Additional measurement and analysis for the characterisation of the particulate-matter emissions during the ground testing will be delivered by the UK’s University of Manchester and the National Research Council of Canada.
“SAF is a vital part of Airbus’ ambition to decarbonise the aviation industry and we are working closely with a number of partners to ensure a sustainable future for air travel,” said Steven Le Moing, new energy programme manager, Airbus.
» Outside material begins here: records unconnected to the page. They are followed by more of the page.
//! Stage protocol packets and the commands consumed by the stage loop.
//!
//! Four packet kinds cross a link: `Stage` (identification and readiness),
//! `WhoisActor` (name or id lookup), `Actor` (lookup reply), and `Send` (an
//! actor-to-actor datagram). Everything else arriving on a link is stage-level
//! request/response traffic and lands in the stage's internal mailbox.

use serde::{Deserialize, Serialize};
use std::fmt;
use tokio::sync::oneshot;
use uuid::Uuid;

use crate::channel::Channel;
use crate::errors::FabricError;
use crate::id::{ActorAddress, ActorId, StageId};
use crate::stage::actor::{ActorRef, Role};
use crate::stage::LinkRole;
use crate::value::Value;

/// A lookup key: an alias registered on some stage, or a bare actor id.
/// On the wire both travel as a single string; a string that parses as a
/// UUID is treated as an id.
#[derive(Debug, Clone, PartialEq, Eq)]
pub enum Whois {
    Alias(String),
    Id(ActorId),
}

impl Whois {
    pub fn as_text(&self) -> String {
        match self {
            Whois::Alias(name) => name.clone(),
            Whois::Id(id) => id.to_string(),
        }
    }

    pub fn from_text(s: &str) -> Self {
        match ActorId::parse(s) {
            Ok(id) => Whois::Id(id),
            Err(_) => Whois::Alias(s.to_string()),
        }
    }
}

impl From<&str> for Whois {
    fn from(s: &str) -> Self {
        Whois::from_text(s)
    }
}

impl From<String> for Whois {
    fn from(s: String) -> Self {
        Whois::from_text(&s)
    }
}

impl From<ActorId> for Whois {
    fn from(id: ActorId) -> Self {
        Whois::Id(id)
    }
}

impl fmt::Display for Whois {
    fn fmt(&self, f: &mut fmt::Formatter<'_>) -> fmt::Result {
        write!(f, "{}", self.as_text())
    }
}

/// An actor-to-actor message in flight. `origin` and `seq` are stamped once
/// by the sending stage and identify the datagram for cycle breaking.
#[derive(Debug)]
pub struct Datagram {
    pub to: ActorAddress,
    pub origin: StageId,
    pub seq: u64,
    pub message: Value,
}

#[derive(Debug)]
pub enum StageMessage {
    /// Link identification; re-sent to parents when the stage becomes ready.
    Stage { stage: StageId },
    /// Lookup request carrying the reply correlation id.
    WhoisActor { whois: Whois, reply: Uuid },
    /// Lookup reply.
    Actor { reply: Uuid, actor: ActorAddress },
    /// Routed datagram.
    Send(Datagram),
}

/// Outcome of classifying a value received on a link.
#[derive(Debug)]
pub enum Parsed {
    Protocol(StageMessage),
    /// Not a protocol packet; belongs in the stage's internal mailbox.
    Other(Value),
}

fn address_value(address: ActorAddress) -> Value {
    Value::record([
        ("actor", Value::text(address.actor.to_string())),
        ("stage", Value::text(address.stage.to_string())),
    ])
}

fn address_from(value: &Value) -> Option<ActorAddress> {
    let actor = ActorId::parse(value.get("actor")?.as_text()?).ok()?;
    let stage = StageId::parse(value.get("stage")?.as_text()?).ok()?;
    Some(ActorAddress::new(actor, stage))
}

impl StageMessage {
    pub fn into_value(self) -> Value {
        match self {
            StageMessage::Stage { stage } => Value::record([
                ("type", Value::text("stage")),
                ("stage", Value::text(stage.to_string())),
            ]),
            StageMessage::WhoisActor { whois, reply } => Value::record([
                ("type", Value::text("whois-actor")),
                ("whois", Value::text(whois.as_text())),
                ("reply", Value::text(reply.to_string())),
            ]),
            StageMessage::Actor { reply, actor } => Value::record([
                ("type", Value::text("actor")),
                ("reply", Value::text(reply.to_string())),
                ("actor", address_value(actor)),
            ]),
            StageMessage::Send(datagram) => Value::record([
                ("type", Value::text("send")),
                ("to", address_value(datagram.to)),
                ("origin", Value::text(datagram.origin.to_string())),
                ("seq", Value::Int(datagram.seq as i64)),
                ("message", datagram.message),
            ]),
        }
    }

    /// Classify a received value. A value that does not carry a known
    /// protocol tag is handed back untouched; a tagged-but-malformed packet
    /// is a protocol violation.
    pub fn parse(value: Value) -> Result<Parsed, FabricError> {
        let kind = match value.get("type").and_then(Value::as_text) {
            Some(kind @ ("stage" | "whois-actor" | "actor" | "send")) => kind.to_string(),
            _ => return Ok(Parsed::Other(value)),
        };
        let malformed =
            |what: &str| FabricError::ProtocolViolation(format!("malformed {} packet", what));

        match kind.as_str() {
            "stage" => {
                let stage = value
                    .get("stage")
                    .and_then(Value::as_text)
                    .and_then(|s| StageId::parse(s).ok())
                    .ok_or_else(|| malformed("stage"))?;
                Ok(Parsed::Protocol(StageMessage::Stage { stage }))
            }
            "whois-actor" => {
                let whois = value
                    .get("whois")
                    .and_then(Value::as_text)
                    .map(Whois::from_text)
                    .ok_or_else(|| malformed("whois-actor"))?;
                let reply = value
                    .get("reply")
                    .and_then(Value::as_text)
                    .and_then(|s| Uuid::parse_str(s).ok())
                    .ok_or_else(|| malformed("whois-actor"))?;
                Ok(Parsed::Protocol(StageMessage::WhoisActor { whois, reply }))
            }
            "actor" => {
                let reply = value
                    .get("reply")
                    .and_then(Value::as_text)
                    .and_then(|s| Uuid::parse_str(s).ok())
                    .ok_or_else(|| malformed("actor"))?;
                let actor = value
                    .get("actor")
                    .and_then(address_from)
                    .ok_or_else(|| malformed("actor"))?;
                Ok(Parsed::Protocol(StageMessage::Actor { reply, actor }))
            }
            "send" => {
                let mut value = value;
                let to = value
                    .get("to")
                    .and_then(address_from)
                    .ok_or_else(|| malformed("send"))?;
                let origin = value
                    .get("origin")
                    .and_then(Value::as_text)
                    .and_then(|s| StageId::parse(s).ok())
                    .ok_or_else(|| malformed("send"))?;
                let seq = value
                    .get("seq")
                    .and_then(Value::as_int)
                    .ok_or_else(|| malformed("send"))? as u64;
                let message = value.take("message").ok_or_else(|| malformed("send"))?;
                Ok(Parsed::Protocol(StageMessage::Send(Datagram {
                    to,
                    origin,
                    seq,
                    message,
                })))
            }
            _ => unreachable!("kind was checked above"),
        }
    }
}

/// The status of an actor as seen by its stage.
#[derive(Debug, Clone, Serialize, Deserialize, PartialEq, Eq)]
pub enum ActorStatus {
    Running,
    Stopped,
}

/// Commands consumed by the stage's command loop.
pub enum StageCommand {
    SpawnActor {
        role: Box<dyn Role>,
        name: Option<String>,
        response_tx: oneshot::Sender<Result<ActorRef, FabricError>>,
    },
    ResolveActor {
        whois: Whois,
        response_tx: oneshot::Sender<Result<ActorRef, FabricError>>,
    },
    /// Install a resolved remote address in the actor cache.
    CacheActor { address: ActorAddress },
    SendMessage {
        to: ActorAddress,
        message: Value,
        response_tx: oneshot::Sender<Result<(), FabricError>>,
    },
    /// A datagram from a router (or re-entering from local send).
    Deliver {
        datagram: Datagram,
        arrived_on: Option<StageId>,
    },
    /// Answer a lookup received on a link, on that same link.
    WhoisLookup {
        whois: Whois,
        reply: Uuid,
        link: StageId,
    },
    /// Register a handshaken link and start its router.
    InstallLink {
        stage: StageId,
        role: LinkRole,
        channel: Channel,
        response_tx: oneshot::Sender<Result<StageId, FabricError>>,
    },
    MarkReady {
        response_tx: oneshot::Sender<Result<(), FabricError>>,
    },
    Forget { actor: ActorId },
    GetActorStatus {
        actor: ActorId,
        response_tx: oneshot::Sender<ActorStatus>,
    },
    LinkClosed { stage: StageId },
    Shutdown {
        response_tx: oneshot::Sender<()>,
    },
}

impl StageCommand {
    pub fn to_log(&self) -> String {
        match self {
            StageCommand::SpawnActor { name, .. } => match name {
                Some(name) => format!("SpawnActor: {}", name),
                None => "SpawnActor".to_string(),
            },
            StageCommand::ResolveActor { whois, .. } => {
                format!("ResolveActor: {}", whois)
            }
            StageCommand::CacheActor { address } => {
                format!("CacheActor: {}", address)
            }
            StageCommand::SendMessage { to, .. } => {
                format!("SendMessage: {}", to)
            }
            StageCommand::Deliver { datagram, .. } => {
                format!("Deliver: {} (origin {})", datagram.to, datagram.origin)
            }
            StageCommand::WhoisLookup { whois, link, .. } => {
                format!("WhoisLookup: {} from {}", whois, link)
            }
            StageCommand::InstallLink { stage, role, .. } => {
                format!("InstallLink: {} ({:?})", stage, role)
            }
            StageCommand::MarkReady { .. } => "MarkReady".to_string(),
            StageCommand::Forget { actor } => format!("Forget: {}", actor),
            StageCommand::GetActorStatus { actor, .. } => {
                format!("GetActorStatus: {}", actor)
            }
            StageCommand::LinkClosed { stage } => format!("LinkClosed: {}", stage),
            StageCommand::Shutdown { .. } => "Shutdown".to_string(),
        }
    }
}
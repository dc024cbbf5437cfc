//! The live value vocabulary of the fabric.
//!
//! A [`Value`] is what callers hand to `send` and what `recv` yields. Besides
//! plain data it can carry live resources: a channel half, an async callable,
//! or a reflective object. The live variants are exactly the values the wire
//! promotes into remote proxies when they cross a stage boundary; plain data
//! is cloned structurally. Constructing a `Func` or `Object` value *is* the
//! promotion marker, so no user-controlled key can collide with it.

use std::collections::BTreeMap;
use std::fmt;
use std::sync::Arc;

use bytes::Bytes;
use futures::future::BoxFuture;

use crate::channel::Channel;
use crate::errors::{FabricError, RemoteFault};
use crate::port::Transferable;
use crate::remote::Reflect;

/// An async callable that can cross stage boundaries as a remote proxy.
pub type NativeFn =
    Arc<dyn Fn(Vec<Value>) -> BoxFuture<'static, Result<Value, FabricError>> + Send + Sync>;

pub enum Value {
    Null,
    Bool(bool),
    Int(i64),
    Float(f64),
    Text(String),
    Binary(Bytes),
    List(Vec<Value>),
    Map(BTreeMap<String, Value>),
    /// A channel half. Encoding one moves its underlying port.
    Channel(Channel),
    /// An async callable, promoted to a handler/proxy pair on encode.
    Func(NativeFn),
    /// A reflective object, promoted to a handler/proxy pair on encode.
    Object(Arc<dyn Reflect>),
    /// A structured remote error, re-raised when decoded from a response.
    Fault(RemoteFault),
    /// A transferable whose ownership moves across the boundary instead of
    /// being copied into the payload.
    Moved(Transferable),
    /// A payload with explicitly attached transferables that ride along
    /// out-of-band when the value is encoded.
    Attached(Box<Value>, Vec<Transferable>),
}

impl Value {
    pub fn text(s: impl Into<String>) -> Self {
        Value::Text(s.into())
    }

    /// Build a map value from literal entries.
    pub fn record<const N: usize>(entries: [(&str, Value); N]) -> Self {
        Value::Map(
            entries
                .into_iter()
                .map(|(k, v)| (k.to_string(), v))
                .collect(),
        )
    }

    /// Wrap an async closure as a callable value.
    pub fn func<F>(f: F) -> Self
    where
        F: Fn(Vec<Value>) -> BoxFuture<'static, Result<Value, FabricError>>
            + Send
            + Sync
            + 'static,
    {
        Value::Func(Arc::new(f))
    }

    /// Wrap a reflective object as an object value.
    pub fn object(target: Arc<dyn Reflect>) -> Self {
        Value::Object(target)
    }

    pub fn is_null(&self) -> bool {
        matches!(self, Value::Null)
    }

    pub fn as_bool(&self) -> Option<bool> {
        match self {
            Value::Bool(b) => Some(*b),
            _ => None,
        }
    }

    pub fn as_int(&self) -> Option<i64> {
        match self {
            Value::Int(n) => Some(*n),
            _ => None,
        }
    }

    pub fn as_float(&self) -> Option<f64> {
        match self {
            Value::Float(n) => Some(*n),
            _ => None,
        }
    }

    pub fn as_text(&self) -> Option<&str> {
        match self {
            Value::Text(s) => Some(s),
            _ => None,
        }
    }

    pub fn as_binary(&self) -> Option<&Bytes> {
        match self {
            Value::Binary(b) => Some(b),
            _ => None,
        }
    }

    pub fn as_list(&self) -> Option<&[Value]> {
        match self {
            Value::List(items) => Some(items),
            _ => None,
        }
    }

    pub fn as_map(&self) -> Option<&BTreeMap<String, Value>> {
        match self {
            Value::Map(entries) => Some(entries),
            _ => None,
        }
    }

    pub fn as_fault(&self) -> Option<&RemoteFault> {
        match self {
            Value::Fault(fault) => Some(fault),
            _ => None,
        }
    }

    /// Map-field accessor; `None` for non-map values or missing keys.
    pub fn get(&self, key: &str) -> Option<&Value> {
        match self {
            Value::Map(entries) => entries.get(key),
            _ => None,
        }
    }

    /// Remove and return a map field, for consuming protocol messages.
    pub fn take(&mut self, key: &str) -> Option<Value> {
        match self {
            Value::Map(entries) => entries.remove(key),
            _ => None,
        }
    }

    pub fn into_channel(self) -> Option<Channel> {
        match self {
            Value::Channel(channel) => Some(channel),
            _ => None,
        }
    }

    pub fn into_func(self) -> Option<NativeFn> {
        match self {
            Value::Func(f) => Some(f),
            _ => None,
        }
    }

    pub fn into_object(self) -> Option<Arc<dyn Reflect>> {
        match self {
            Value::Object(target) => Some(target),
            _ => None,
        }
    }

    /// Clone the value if it is clonable. Plain data clones structurally;
    /// `Func` and `Object` clone their shared handle; values owning a port
    /// (`Channel`, `Moved`, `Attached`) cannot be duplicated because port
    /// ownership moves on send.
    pub fn try_clone(&self) -> Result<Value, FabricError> {
        match self {
            Value::Null => Ok(Value::Null),
            Value::Bool(b) => Ok(Value::Bool(*b)),
            Value::Int(n) => Ok(Value::Int(*n)),
            Value::Float(n) => Ok(Value::Float(*n)),
            Value::Text(s) => Ok(Value::Text(s.clone())),
            Value::Binary(b) => Ok(Value::Binary(b.clone())),
            Value::List(items) => Ok(Value::List(
                items
                    .iter()
                    .map(Value::try_clone)
                    .collect::<Result<_, _>>()?,
            )),
            Value::Map(entries) => Ok(Value::Map(
                entries
                    .iter()
                    .map(|(k, v)| Ok((k.clone(), v.try_clone()?)))
                    .collect::<Result<_, FabricError>>()?,
            )),
            Value::Func(f) => Ok(Value::Func(f.clone())),
            Value::Object(target) => Ok(Value::Object(target.clone())),
            Value::Fault(fault) => Ok(Value::Fault(fault.clone())),
            Value::Channel(_) | Value::Moved(_) | Value::Attached(..) => Err(
                FabricError::Unsupported("value owns a transferable and cannot be cloned".into()),
            ),
        }
    }
}

impl From<bool> for Value {
    fn from(b: bool) -> Self {
        Value::Bool(b)
    }
}

impl From<i64> for Value {
    fn from(n: i64) -> Self {
        Value::Int(n)
    }
}

impl From<f64> for Value {
    fn from(n: f64) -> Self {
        Value::Float(n)
    }
}

impl From<&str> for Value {
    fn from(s: &str) -> Self {
        Value::Text(s.to_string())
    }
}

impl From<String> for Value {
    fn from(s: String) -> Self {
        Value::Text(s)
    }
}

impl From<Vec<Value>> for Value {
    fn from(items: Vec<Value>) -> Self {
        Value::List(items)
    }
}

/// Structural equality on the plain subset; shared handles compare by
/// identity; port-owning values never compare equal.
impl PartialEq for Value {
    fn eq(&self, other: &Self) -> bool {
        match (self, other) {
            (Value::Null, Value::Null) => true,
            (Value::Bool(a), Value::Bool(b)) => a == b,
            (Value::Int(a), Value::Int(b)) => a == b,
            (Value::Float(a), Value::Float(b)) => a == b,
            (Value::Text(a), Value::Text(b)) => a == b,
            (Value::Binary(a), Value::Binary(b)) => a == b,
            (Value::List(a), Value::List(b)) => a == b,
            (Value::Map(a), Value::Map(b)) => a == b,
            (Value::Fault(a), Value::Fault(b)) => a == b,
            (Value::Func(a), Value::Func(b)) => Arc::ptr_eq(a, b),
            (Value::Object(a), Value::Object(b)) => Arc::ptr_eq(a, b),
            _ => false,
        }
    }
}

impl fmt::Debug for Value {
    fn fmt(&self, f: &mut fmt::Formatter<'_>) -> fmt::Result {
        match self {
            Value::Null => write!(f, "Null"),
            Value::Bool(b) => write!(f, "Bool({})", b),
            Value::Int(n) => write!(f, "Int({})", n),
            Value::Float(n) => write!(f, "Float({})", n),
            Value::Text(s) => write!(f, "Text({:?})", s),
            Value::Binary(b) => write!(f, "Binary({} bytes)", b.len()),
            Value::List(items) => f.debug_tuple("List").field(items).finish(),
            Value::Map(entries) => f.debug_tuple("Map").field(entries).finish(),
            Value::Channel(_) => write!(f, "Channel"),
            Value::Func(_) => write!(f, "Func"),
            Value::Object(_) => write!(f, "Object"),
            Value::Fault(fault) => write!(f, "Fault({})", fault),
            Value::Moved(t) => write!(f, "Moved({:?})", t),
            Value::Attached(value, transfers) => {
                write!(f, "Attached({:?}, {} transfers)", value, transfers.len())
            }
        }
    }
}

#[cfg(test)]
mod tests {
    use super::*;

    #[test]
    fn test_record_and_get() {
        let v = Value::record([("a", Value::Int(1)), ("b", Value::text("two"))]);
        assert_eq!(v.get("a").and_then(Value::as_int), Some(1));
        assert_eq!(v.get("b").and_then(Value::as_text), Some("two"));
        assert!(v.get("c").is_none());
    }

    #[test]
    fn test_try_clone_plain() {
        let v = Value::List(vec![Value::Int(1), Value::text("x")]);
        let cloned = v.try_clone().unwrap();
        assert_eq!(v, cloned);
    }

    #[test]
    fn test_try_clone_rejects_channel() {
        let (a, _b) = Channel::pair();
        assert!(Value::Channel(a).try_clone().is_err());
    }
}
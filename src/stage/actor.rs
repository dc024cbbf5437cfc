//! The actor execution model.
//!
//! A [`Role`] is a suspendable step routine: the engine advances it once at
//! boot and then once per delivered message, and each advance returns what to
//! wait for next — any message, a message matching a filter, or nothing
//! (done). Driving a role against its mailbox gives selective receive with
//! the filter decided step by step.

use std::fmt;
use std::sync::Arc;

use async_trait::async_trait;
use tokio::task::JoinHandle;
use tracing::{debug, error};

use crate::errors::FabricError;
use crate::id::ActorAddress;
use crate::mailbox::Mailbox;
use crate::stage::StageHandle;
use crate::value::Value;

/// A message filter yielded by a role to request selective receive.
pub type Filter = Arc<dyn Fn(&Value) -> bool + Send + Sync>;

/// What a role waits for after an advance.
pub enum Step {
    /// Wait for the next message, whatever it is.
    Receive,
    /// Wait for the first message satisfying the filter.
    ReceiveMatching(Filter),
    /// The routine has terminated.
    Done,
}

impl Step {
    /// Shorthand for yielding a filter.
    pub fn matching<F>(pred: F) -> Step
    where
        F: Fn(&Value) -> bool + Send + Sync + 'static,
    {
        Step::ReceiveMatching(Arc::new(pred))
    }
}

impl fmt::Debug for Step {
    fn fmt(&self, f: &mut fmt::Formatter<'_>) -> fmt::Result {
        match self {
            Step::Receive => write!(f, "Receive"),
            Step::ReceiveMatching(_) => write!(f, "ReceiveMatching"),
            Step::Done => write!(f, "Done"),
        }
    }
}

/// The behavior of a local actor.
#[async_trait]
pub trait Role: Send + 'static {
    /// Advanced once before any message is delivered.
    async fn boot(&mut self, _ctx: &ActorCtx) -> Result<Step, FabricError> {
        Ok(Step::Receive)
    }

    /// Advanced once per delivered message.
    async fn step(&mut self, ctx: &ActorCtx, message: Value) -> Result<Step, FabricError>;
}

/// What a role sees of itself: its own address and the stage hosting it.
pub struct ActorCtx {
    address: ActorAddress,
    stage: StageHandle,
}

impl ActorCtx {
    pub(crate) fn new(address: ActorAddress, stage: StageHandle) -> Self {
        Self { address, stage }
    }

    pub fn address(&self) -> ActorAddress {
        self.address
    }

    /// A sendable reference to this actor itself.
    pub fn self_ref(&self) -> ActorRef {
        ActorRef::new(self.address, self.stage.clone())
    }

    pub fn stage(&self) -> &StageHandle {
        &self.stage
    }
}

/// A handle on an actor anywhere in the federation: its address plus a stage
/// that can route to it. Local and remote actors expose the same surface.
#[derive(Clone)]
pub struct ActorRef {
    address: ActorAddress,
    stage: StageHandle,
}

impl ActorRef {
    pub(crate) fn new(address: ActorAddress, stage: StageHandle) -> Self {
        Self { address, stage }
    }

    pub fn address(&self) -> ActorAddress {
        self.address
    }

    /// Route a message to this actor, wherever it lives.
    pub async fn send(&self, message: Value) -> Result<(), FabricError> {
        self.stage.send(self.address, message).await
    }
}

impl fmt::Debug for ActorRef {
    fn fmt(&self, f: &mut fmt::Formatter<'_>) -> fmt::Result {
        write!(f, "ActorRef({})", self.address)
    }
}

/// Drive a role against its mailbox until it finishes or the mailbox closes.
pub(crate) fn spawn_actor_loop(
    mut role: Box<dyn Role>,
    ctx: ActorCtx,
    mailbox: Mailbox,
) -> JoinHandle<()> {
    tokio::spawn(async move {
        let mut step = match role.boot(&ctx).await {
            Ok(step) => step,
            Err(e) => {
                error!("actor {} failed to boot: {}", ctx.address(), e);
                return;
            }
        };

        loop {
            let received = match &step {
                Step::Done => break,
                Step::Receive => mailbox.recv().await,
                Step::ReceiveMatching(filter) => {
                    let filter = filter.clone();
                    mailbox.recv_matching(move |value| filter(value)).await
                }
            };
            let message = match received {
                Ok(message) => message,
                // Mailbox closed underneath the actor; wind down quietly.
                Err(FabricError::Closed) => break,
                Err(e) => {
                    error!("actor {} receive failed: {}", ctx.address(), e);
                    break;
                }
            };
            step = match role.step(&ctx, message).await {
                Ok(step) => step,
                Err(e) => {
                    error!("actor {} step failed: {}", ctx.address(), e);
                    break;
                }
            };
        }
        debug!("actor {} finished", ctx.address());
    })
}
//! # Troupe
//!
//! An actor runtime and object-capability messaging fabric. A *stage* is the
//! runtime bound to one execution context; stages link into a tree, host
//! actors addressed by globally unique `{actor, stage}` identity, and route
//! messages among them. Values crossing a stage boundary pass through a
//! pluggable codec registry that promotes non-clonable things (channels,
//! callables, reflective objects) into transparent remote proxies.
//!
//! The layers, leaves first:
//!
//! - [`wire`] — codec registry; encode/decode with transferable collection.
//! - [`channel`] — typed ordered send/receive duplex over a port.
//! - [`mailbox`] — buffered selective receive on top of a channel.
//! - [`worker`] — spawning and connecting peer execution contexts.
//! - [`remote`] — the request/response proxy protocol over a channel.
//! - [`stage`] — identity, routing, spawn, register, actor routines.
//!
//! ```rust,no_run
//! use troupe::{Stage, StageConfig, ContextKind, Value};
//!
//! # async fn example() -> Result<(), troupe::FabricError> {
//! let stage = Stage::spawn(StageConfig::default(), ContextKind::Main);
//! stage
//!     .dedicated(|child| async move {
//!         // register actors on the child stage, then:
//!         let _ = child.ready().await;
//!     })
//!     .await?;
//! let actor = stage.actor("worker").await?;
//! actor.send(Value::text("hello")).await?;
//! # Ok(())
//! # }
//! ```

pub mod channel;
pub mod config;
pub mod errors;
pub mod id;
pub mod logging;
pub mod mailbox;
pub mod messages;
pub mod port;
pub mod remote;
pub mod shutdown;
pub mod stage;
pub mod value;
pub mod wire;
pub mod worker;

pub use channel::{multicast, select, Channel, ChannelSender, Multicast, Select};
pub use config::{LoggingConfig, StageConfig};
pub use errors::{FabricError, RemoteFault};
pub use id::{ActorAddress, ActorId, StageId};
pub use mailbox::Mailbox;
pub use messages::{ActorStatus, Datagram, StageMessage, Whois};
pub use port::{Packet, Port, Transferable};
pub use remote::{spawn_handler, Reflect, RemoteProxy};
pub use shutdown::{ShutdownController, ShutdownReceiver, ShutdownSignal};
pub use stage::{live, ActorCtx, ActorRef, Filter, LinkRole, Role, Stage, StageHandle, Step};
pub use value::{NativeFn, Value};
pub use wire::{Codec, Envelope, Plain, TransferSlots, Wire};
pub use worker::ContextKind;
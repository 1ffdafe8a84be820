// Snake rules engine
// Turns a board plus one move per snake into the next board, one pipeline of
// named stages at a time.

pub mod board;
pub mod constrictor;
pub mod error;
pub mod maps;
pub mod pipeline;
pub mod rng;
pub mod royale;
pub mod ruleset;
pub mod settings;
pub mod squad;
pub mod stages;


pub use board::{
    BoardState, Direction, EliminationCause, Point, SNAKE_MAX_HEALTH, SNAKE_START_SIZE, Snake,
    SnakeMove,
};
pub use error::{ConfigurationError, ConsistencyFault, RulesError, RulesResult};
pub use maps::{GameMap, get_map};
pub use pipeline::{Pipeline, StageFn};
pub use rng::GameRng;
pub use ruleset::{
    ConstrictorRuleset, GAME_TYPE_CONSTRICTOR, GAME_TYPE_ROYALE, GAME_TYPE_SOLO,
    GAME_TYPE_SQUAD, GAME_TYPE_STANDARD, RoyaleRuleset, Ruleset, RulesetBuilder, SoloRuleset,
    SquadRuleset, StandardRuleset,
};
pub use settings::{Settings, SquadSettings};
use color_eyre::eyre::{Context, eyre};
use tracing_subscriber::{layer::SubscriberExt, util::SubscriberInitExt};

use mock_snake::{MockSnakeState, Strategy};

#[tokio::main]
async fn main() -> color_eyre::Result<()> {
    color_eyre::install()?;

    // Initialize tracing
    tracing_subscriber::registry()
        .with(
            tracing_subscriber::EnvFilter::try_from_default_env()
                .unwrap_or_else(|_| "mock_snake=info".into()),
        )
        .with(tracing_subscriber::fmt::layer())
        .init();

    // Get port from env or default to 8090
    let port: u16 = std::env::var("MOCK_SNAKE_PORT")
        .unwrap_or_else(|_| "8090".to_string())
        .parse()
        .wrap_err("Invalid MOCK_SNAKE_PORT")?;

    let strategy: Strategy = std::env::var("MOCK_SNAKE_STRATEGY")
        .unwrap_or_else(|_| "safe".to_string())
        .parse()
        .map_err(|e: String| eyre!(e))
        .wrap_err("Invalid MOCK_SNAKE_STRATEGY")?;

    tracing::info!(?strategy, "Starting mock snake on port {}", port);

    mock_snake::run_server(port, MockSnakeState::new(strategy)).await
}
“Aircraft can currently only operate using a maximum 50 per cent blend of SAF and fossil kerosene; this exciting collaboration will not only provide insight into how gas-turbine engines function using 100 per cent SAF with a view to certification but identify the potential emissions reductions and environmental benefits of using such fuels in flight on a commercial aircraft too.”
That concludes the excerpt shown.